Originally published in Search Engine Land

Over the years I’ve seen quite a few Requests for Proposal from companies seeking to buy SEO services. If your RFP is not written well, it hinders the SEO firm’s ability to understand and define your needs and to scope and price your project. This in turn leads to a disconnect in expectations for both parties. A lousy RFP can discourage a busy SEO firm from even responding—a very unfortunate outcome, since it takes the best firms out of the running.

Many companies intuitively “know” what they want but are challenged structurally to “ask” for it in a way that is clear, succinct, informative, and constructive. If written properly, an RFP will facilitate the sales process and ensure that everyone involved on both sides gets to a shared understanding of what the purpose, requirements, scope, and structure of the intended engagement are. By following a few, key steps in the beginning of the RFP process, you will be able to rest easy, knowing that you are going to get what your company wants in the way that is best for you.

Step One: Nominate a “point person” for the engagement

One of the most challenging concepts for any large company with multiple working parts is to determine what the “end goal” of the engagement is. Often, marketing departments may voice different wants and needs than an IT department; even though they may be asking for the same thing semantically, they are not using the right language to communicate what they are looking for. Every successful project needs a champion who is invested in that project’s success and can pull together the disparate groups who have a stake in the outcome or a role to play. Without that person at the helm, the project will struggle. By nominating that champion as the SEO firm’s “point person” even before you send out your RFP, you will ensure the steady flow of information throughout the process so that internal and external expectations are met.

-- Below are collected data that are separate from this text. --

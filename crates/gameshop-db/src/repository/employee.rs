//! # Employee Repository
//!
//! Staff accounts. Emails are unique and compared without case.

use async_trait::async_trait;
use sqlx::SqlitePool;
use tracing::debug;

use gameshop_core::{CoreResult, Employee, EmployeeStore};

use crate::error::DbResult;

#[derive(Debug, Clone, sqlx::FromRow)]
struct EmployeeRecord {
    id: String,
    name: String,
    email: String,
    password_hash: String,
}

impl From<EmployeeRecord> for Employee {
    fn from(r: EmployeeRecord) -> Self {
        Employee {
            id: r.id,
            name: r.name,
            email: r.email,
            password_hash: r.password_hash,
        }
    }
}

/// Repository for employee database operations.
#[derive(Debug, Clone)]
pub struct EmployeeRepository {
    pool: SqlitePool,
}

impl EmployeeRepository {
    pub fn new(pool: SqlitePool) -> Self {
        EmployeeRepository { pool }
    }

    pub async fn find_by_email(&self, email: &str) -> DbResult<Option<Employee>> {
        let record = sqlx::query_as::<_, EmployeeRecord>(
            "SELECT id, name, email, password_hash FROM employees WHERE email = ?1",
        )
        .bind(email)
        .fetch_optional(&self.pool)
        .await?;

        Ok(record.map(Employee::from))
    }

    pub async fn insert(&self, employee: &Employee) -> DbResult<()> {
        debug!(id = %employee.id, "Inserting employee");

        sqlx::query(
            "INSERT INTO employees (id, name, email, password_hash) VALUES (?1, ?2, ?3, ?4)",
        )
        .bind(&employee.id)
        .bind(&employee.name)
        .bind(&employee.email)
        .bind(&employee.password_hash)
        .execute(&self.pool)
        .await?;

        Ok(())
    }

    pub async fn count(&self) -> DbResult<i64> {
        let count: i64 = sqlx::query_scalar("SELECT COUNT(*) FROM employees")
            .fetch_one(&self.pool)
            .await?;
        Ok(count)
    }
}

#[async_trait]
impl EmployeeStore for EmployeeRepository {
    async fn find_by_email(&self, email: &str) -> CoreResult<Option<Employee>> {
        Ok(EmployeeRepository::find_by_email(self, email).await?)
    }

    async fn insert(&self, employee: &Employee) -> CoreResult<()> {
        Ok(EmployeeRepository::insert(self, employee).await?)
    }
}

#[cfg(test)]
mod tests {
    use super::*;
    use crate::error::DbError;
    use crate::repository::fixtures;
    use gameshop_core::new_id;

    fn employee(email: &str) -> Employee {
        Employee {
            id: new_id(),
            name: "Admin".to_string(),
            email: email.to_string(),
            password_hash: "hash".to_string(),
        }
    }

    #[tokio::test]
    async fn test_find_by_email_ignores_case() {
        let db = fixtures::db().await;
        let repo = db.employees();
        let admin = employee("admin@gameshop.local");
        repo.insert(&admin).await.unwrap();

        let found = repo.find_by_email("ADMIN@gameshop.local").await.unwrap().unwrap();
        assert_eq!(found.id, admin.id);
        assert!(repo.find_by_email("nobody@gameshop.local").await.unwrap().is_none());
    }

    #[tokio::test]
    async fn test_duplicate_email_rejected() {
        let db = fixtures::db().await;
        let repo = db.employees();
        repo.insert(&employee("admin@gameshop.local")).await.unwrap();

        let err = repo.insert(&employee("Admin@GameShop.local")).await.unwrap_err();
        assert!(matches!(err, DbError::UniqueViolation { .. }));
        assert_eq!(repo.count().await.unwrap(), 1);
    }
}
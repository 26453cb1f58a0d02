//! # gameshop-core: Policy Core for the Game Shop
//!
//! Every rule about what a customer may rent or buy, what it costs and how
//! loyalty points move lives here, with no I/O of its own.
//!
//! ## Architecture Position
//! ```text
//! ┌─────────────────────────────────────────────────────────────────────────┐
//! │                        Game Shop Architecture                           │
//! │                                                                         │
//! │  ┌─────────────────────────────────────────────────────────────────┐   │
//! │  │                 Console front ends (apps/console)               │   │
//! │  │        customer self-service         employee counter           │   │
//! │  └─────────────────────────────┬───────────────────────────────────┘   │
//! │                                │                                        │
//! │  ┌─────────────────────────────▼───────────────────────────────────┐   │
//! │  │             ★ gameshop-core (THIS CRATE) ★                      │   │
//! │  │                                                                 │   │
//! │  │   ┌───────────┐  ┌───────────┐  ┌───────────┐  ┌───────────┐  │   │
//! │  │   │ platform  │  │  pricing  │  │  loyalty  │  │availability│ │   │
//! │  │   └───────────┘  └───────────┘  └───────────┘  └───────────┘  │   │
//! │  │            ┌──────────────────┐   ┌──────────────┐             │   │
//! │  │            │   transaction    │   │   accounts   │             │   │
//! │  │            │   ShopService    │   │ AccountService│            │   │
//! │  │            └────────┬─────────┘   └──────┬───────┘             │   │
//! │  │                     └──── store traits ──┘                     │   │
//! │  └─────────────────────────────┬───────────────────────────────────┘   │
//! │                                │                                        │
//! │  ┌─────────────────────────────▼───────────────────────────────────┐   │
//! │  │                 gameshop-db (SQLite repositories)               │   │
//! │  └─────────────────────────────────────────────────────────────────┘   │
//! └─────────────────────────────────────────────────────────────────────────┘
//! ```
//!
//! ## Modules
//!
//! - [`platform`] - Platform catalogue and the compatibility predicate
//! - [`pricing`] - Rental duration tiers and prices
//! - [`loyalty`] - Point redemption, accrual and the return bonus
//! - [`availability`] - On-shelf / out flag transitions
//! - [`transaction`] - Rent, buy and return sequencing
//! - [`accounts`] - Registration and login
//! - [`store`] - Storage capability traits
//! - [`types`] - Domain types
//! - [`money`] - Integer-cent money
//!
//! ## Example Usage
//!
//! ```rust
//! use gameshop_core::{pricing, loyalty, Game, ListingType, Money, Platform};
//! use gameshop_core::pricing::RentalDuration;
//!
//! let game = Game::new("Halo", "Shooter", Platform::XboxOne, ListingType::Rental,
//!                      Money::from_cents(1000));
//!
//! let price = pricing::rental_price(&game, RentalDuration::Weekly);
//! assert_eq!(price.cents(), 5950);
//! assert_eq!(loyalty::points_earned(price), 595);
//! ```

// =============================================================================
// Module Declarations
// =============================================================================

pub mod accounts;
pub mod availability;
pub mod credentials;
pub mod error;
pub mod loyalty;
pub mod money;
pub mod platform;
pub mod pricing;
pub mod store;
pub mod transaction;
pub mod types;
pub mod validation;

// =============================================================================
// Re-exports for Convenience
// =============================================================================

pub use accounts::{AccountService, MAX_LOGIN_ATTEMPTS};
pub use error::{CoreError, CoreResult, ValidationError};
pub use money::Money;
pub use platform::{is_compatible, Platform, PlatformFamily};
pub use pricing::RentalDuration;
pub use store::{CustomerStore, EmployeeStore, GameStore, LedgerTotals, RentalStore, SaleStore, Stores};
pub use transaction::{ReturnOutcome, ShopService};
pub use types::*;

Step Two: Define “needs” and “wants” using a decision matrix

RFP recipients will understand that you aren’t the SEO expert, and therefore you aren’t going to be able to adequately define the scope of your desired SEO engagement. As the saying goes: “You don’t know what you don’t know.” Just try to be reasonable when formulating your needs and wants and recognize that the RFP recipient may actually know what you need more than you do.

In addition to disclosing to the SEO firm the basics such as your objectives, your site’s “conversion” event (e.g., online purchase, newsletter subscription, whitepaper download, etc.), target audience, constraints, and so forth, in all fairness you will also need to clearly spell out the criteria for which you will evaluate the SEO firm’s suitability. This means you will need to define these criteria—in advance. None of this “going with your gut” nonsense!

SEO firms know the selection process is usually governed by gut feel, and so any RFP recipient without a preexisting relationship with you is automatically inclined not to respond because they know the deck is stacked against them. This is exacerbated the more SEO firms you send the RFP to. You can allay this concern by candidly sharing with the firm your biases and clearly defined criteria by which you will be evaluating them. This will be mapped out into in a decision matrix, which is simply a chart listing the attributes you are looking for in the SEO firm, a weighting factor for each attribute, a score from 0 to 10 for each, and the weighted score (e.g., the score multiplied by the weighting factor). The weighted scores are added together to arrive at a total score.

Judging criteria that are both quantitative and qualitative brings objectivity into a subjective process, which will aid you in managing expectations internally. And by sharing your list of criteria along with the weighting factors with the RFP recipients, you increase the likelihood—as well as caliber—of responses.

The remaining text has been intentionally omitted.